In the figure: 10-a collection and purification mechanism; 110-horizontal ground; 120-a building; 121-a drain pipe; 130-a roof collection member; 131-a water collecting tank; 132-a first green soil layer; 133-a first rubble filter layer; 134-a drain hopper; 1341-a filter grid; 140-a sand setting tank; 141-a tank body; 142-a cover plate; 143-a second gravel pack; 144-a sand collection hopper; 150-a water reservoir; 160-green land collection member; 161-supporting the mesh plate; 162-a second green soil layer; 170-water purifying layer; 171-coarse sand layer; 172-zeolite layer; 173-a third gravel filter layer; 180-water conveying pipe; 20-artificial waterscape mechanism; 210-a water drop weir; 220-water outlet pipe; 230-a water pump; 240-buffer well; 241-cobblestone layer; 250-landscape water distribution channels; 251-an overflow pipe; 260-drop landscape; 270-a reflux filtration tank; 271-access cover; 272-support ring blocks; 273-L shaped support seat; 274-a return pipe; 280-a filter frame; 281-filtration pores; 282-a connecting ring; 283-handle.

Detailed Description

The technical solutions in the embodiments of the present application will be described below with reference to the drawings in the embodiments of the present application.

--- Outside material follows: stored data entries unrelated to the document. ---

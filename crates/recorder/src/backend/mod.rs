//! Media backends: where encoders and capture devices come from.

use mosaic_audio::AudioSource;
use mosaic_codec::{AudioEncoder, ChunkCallback, FrameEncoder, ProbeReport, StreamEncoder};
use mosaic_common::MosaicResult;
use mosaic_media_model::{AudioEncoderConfig, AudioFormat, AudioSourceKind, VideoEncoderConfig};

#[cfg(feature = "gstreamer")]
pub mod gstreamer;

#[cfg(feature = "gstreamer")]
pub use self::gstreamer::GstBackend;

/// Builds the per-session encoders and capture sources.
///
/// Every call constructs a fresh instance; nothing is reused across
/// sessions. Errors here are init failures: the session decides whether
/// they are fatal (no video encoder at all) or degrade it.
pub trait MediaBackend: Send + Sync {
    fn name(&self) -> &str;

    /// Primary strategy: one composited frame per call.
    fn frame_encoder(&self, config: &VideoEncoderConfig, output: ChunkCallback) -> MosaicResult<Box<dyn FrameEncoder>>;

    /// Fallback strategy: continuous stream with internal batching.
    fn stream_encoder(&self, config: &VideoEncoderConfig) -> MosaicResult<Box<dyn StreamEncoder>>;

    fn audio_encoder(&self, config: &AudioEncoderConfig, output: ChunkCallback) -> MosaicResult<Box<dyn AudioEncoder>>;

    /// Open (but do not start) a capture device delivering `format`.
    fn audio_source(&self, kind: AudioSourceKind, format: AudioFormat) -> MosaicResult<Box<dyn AudioSource>>;

    fn capabilities(&self) -> ProbeReport;
}

/// Get the default backend for this build.
#[cfg(feature = "gstreamer")]
pub fn default_backend() -> MosaicResult<Box<dyn MediaBackend>> {
    Ok(Box::new(GstBackend::new()?))
}

#[cfg(not(feature = "gstreamer"))]
pub fn default_backend() -> MosaicResult<Box<dyn MediaBackend>> {
    Err(mosaic_common::MosaicError::unsupported(
        "built without a media backend; enable the `gstreamer` feature",
    ))
}
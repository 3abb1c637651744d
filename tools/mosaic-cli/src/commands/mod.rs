pub mod check;
pub mod config;
pub mod inspect;
pub mod record;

To make the objects, technical solutions and advantages of the embodiments of the present application clearer, the technical solutions of the embodiments of the present application will be clearly and completely described below with reference to the drawings in the embodiments of the present application, and it is obvious that the described embodiments are some embodiments of the present application, but not all embodiments. All other embodiments obtained by a person of ordinary skill in the art without any inventive work based on the embodiments in the present application are within the scope of protection of the present application.

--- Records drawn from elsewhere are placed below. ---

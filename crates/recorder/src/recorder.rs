//! The recorder facade handed to UI layers.

use std::path::PathBuf;
use std::sync::{Arc, Mutex, MutexGuard};

use tokio::sync::broadcast;

use mosaic_codec::OutputSink;
use mosaic_common::config::RecordingDefaults;
use mosaic_common::{MosaicError, MosaicResult};
use mosaic_media_model::{SessionId, SessionState};

use crate::backend::MediaBackend;
use crate::events::{EventBus, PipelineEvent};
use crate::session::{RecordingSession, SessionConfig, SessionStatus, SessionSummary};

/// What the recorder is doing right now.
enum Slot {
    Idle,
    Starting,
    Running(RecordingSession),
    /// Stop is draining; holds the status captured when it was requested.
    Stopping(SessionStatus),
}

/// Puts the slot back to `Idle` unless settled, so a cancelled start or
/// stop never leaves the recorder wedged.
struct SlotGuard<'a> {
    slot: &'a Mutex<Slot>,
    armed: bool,
}

impl<'a> SlotGuard<'a> {
    fn new(slot: &'a Mutex<Slot>) -> Self {
        Self { slot, armed: true }
    }

    fn settle(mut self, next: Slot) {
        self.armed = false;
        *lock(self.slot) = next;
    }
}

impl Drop for SlotGuard<'_> {
    fn drop(&mut self) {
        if self.armed {
            *lock(self.slot) = Slot::Idle;
        }
    }
}

fn lock<T>(mutex: &Mutex<T>) -> MutexGuard<'_, T> {
    mutex.lock().unwrap_or_else(|poisoned| poisoned.into_inner())
}

/// Starts and stops recordings. At most one session is live at a time.
///
/// Callers hold only this handle; all timers and counters live inside the
/// session it manages. The slot lock is never held across an await, so
/// `status()` answers while a start or stop is in progress.
pub struct Recorder {
    backend: Arc<dyn MediaBackend>,
    sink: Arc<dyn OutputSink>,
    settings: RecordingDefaults,
    events: EventBus,
    slot: Mutex<Slot>,
    last_summary: Mutex<Option<SessionSummary>>,
}

impl Recorder {
    pub fn new(backend: Arc<dyn MediaBackend>, sink: Arc<dyn OutputSink>, settings: RecordingDefaults) -> Self {
        Self {
            backend,
            sink,
            settings,
            events: EventBus::new(),
            slot: Mutex::new(Slot::Idle),
            last_summary: Mutex::new(None),
        }
    }

    pub fn settings(&self) -> &RecordingDefaults {
        &self.settings
    }

    pub fn backend(&self) -> &dyn MediaBackend {
        self.backend.as_ref()
    }

    /// Events of every session started after subscribing.
    pub fn subscribe(&self) -> broadcast::Receiver<PipelineEvent> {
        self.events.subscribe()
    }

    /// Begin a recording. Fails with `AlreadyRunning` while a session is
    /// starting, live, or still stopping.
    pub async fn start(&self, config: SessionConfig) -> MosaicResult<SessionId> {
        {
            let mut slot = lock(&self.slot);
            if !matches!(*slot, Slot::Idle) {
                return Err(MosaicError::AlreadyRunning);
            }
            *slot = Slot::Starting;
        }
        let guard = SlotGuard::new(&self.slot);

        let session =
            RecordingSession::start(self.backend.as_ref(), config, &self.settings, self.events.clone()).await?;
        let id = session.id();
        guard.settle(Slot::Running(session));
        Ok(id)
    }

    /// Halt capture, finalize, and persist. Returns the saved path, or the
    /// error that prevented it. A second call finds no session.
    pub async fn stop(&self) -> MosaicResult<PathBuf> {
        let session = {
            let mut slot = lock(&self.slot);
            match std::mem::replace(&mut *slot, Slot::Idle) {
                Slot::Running(session) => {
                    let mut status = session.status();
                    status.state = SessionState::Stopping;
                    *slot = Slot::Stopping(status);
                    session
                }
                other => {
                    *slot = other;
                    return Err(MosaicError::NotRunning);
                }
            }
        };
        let guard = SlotGuard::new(&self.slot);

        let (result, summary) = session.stop(self.sink.as_ref()).await;
        *lock(&self.last_summary) = Some(summary);
        guard.settle(Slot::Idle);
        result
    }

    /// While stopping, the counters are those at the moment stop was called.
    pub async fn status(&self) -> Option<SessionStatus> {
        match &*lock(&self.slot) {
            Slot::Running(session) => Some(session.status()),
            Slot::Stopping(status) => Some(status.clone()),
            Slot::Idle | Slot::Starting => None,
        }
    }

    pub async fn is_recording(&self) -> bool {
        matches!(*lock(&self.slot), Slot::Running(_) | Slot::Stopping(_))
    }

    /// Outcome of the most recently stopped session.
    pub fn last_summary(&self) -> Option<SessionSummary> {
        lock(&self.last_summary).clone()
    }
}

Thus, the following detailed description of the embodiments of the present application, as presented in the figures, is not intended to limit the scope of the claimed application, but is merely representative of selected embodiments of the application. All other embodiments obtained by a person of ordinary skill in the art without any inventive work based on the embodiments in the present application are within the scope of protection of the present application.

It should be noted that: like reference numbers and letters refer to like items in the following figures, and thus, once an item is defined in one figure, it need not be further defined and explained in subsequent figures.

In the description of the present application, it is to be understood that the terms "center," "longitudinal," "lateral," "length," "width," "thickness," "upper," "lower," "front," "rear," "left," "right," "vertical," "horizontal," "top," "bottom," "inner," "outer," "clockwise," "counterclockwise," and the like are used in the orientations and positional relationships indicated in the drawings for convenience in describing the present application and for simplicity in description, and are not intended to indicate or imply that the referenced device or element must have a particular orientation, be constructed in a particular orientation, and be operated in a particular manner, and thus should not be considered limiting.

Furthermore, the terms "first", "second" and "first" are used for descriptive purposes only and are not to be construed as indicating or implying relative importance or implicitly indicating the number of technical features indicated. Thus, a feature defined as "first" or "second" may explicitly or implicitly include one or more of that feature. In the description of the present application, "a plurality" means two or more unless specifically limited otherwise.

In this application, unless expressly stated or limited otherwise, the terms "mounted," "connected," "secured," and the like are to be construed broadly and can include, for example, fixed connections, removable connections, or integral parts; either directly or indirectly through intervening media, either internally or in any other relationship. The specific meaning of the above terms in the present application can be understood by those of ordinary skill in the art as appropriate.

In this application, unless expressly stated or limited otherwise, the first feature "on" or "under" the second feature may comprise direct contact of the first and second features, or may comprise contact of the first and second features not directly but through another feature in between. Also, the first feature being "on," "above" and "over" the second feature includes the first feature being directly on and obliquely above the second feature, or merely indicating that the first feature is at a higher level than the second feature. A first feature being "under," "below," and "beneath" a second feature includes the first feature being directly under and obliquely below the second feature, or simply meaning that the first feature is at a lesser elevation than the second feature.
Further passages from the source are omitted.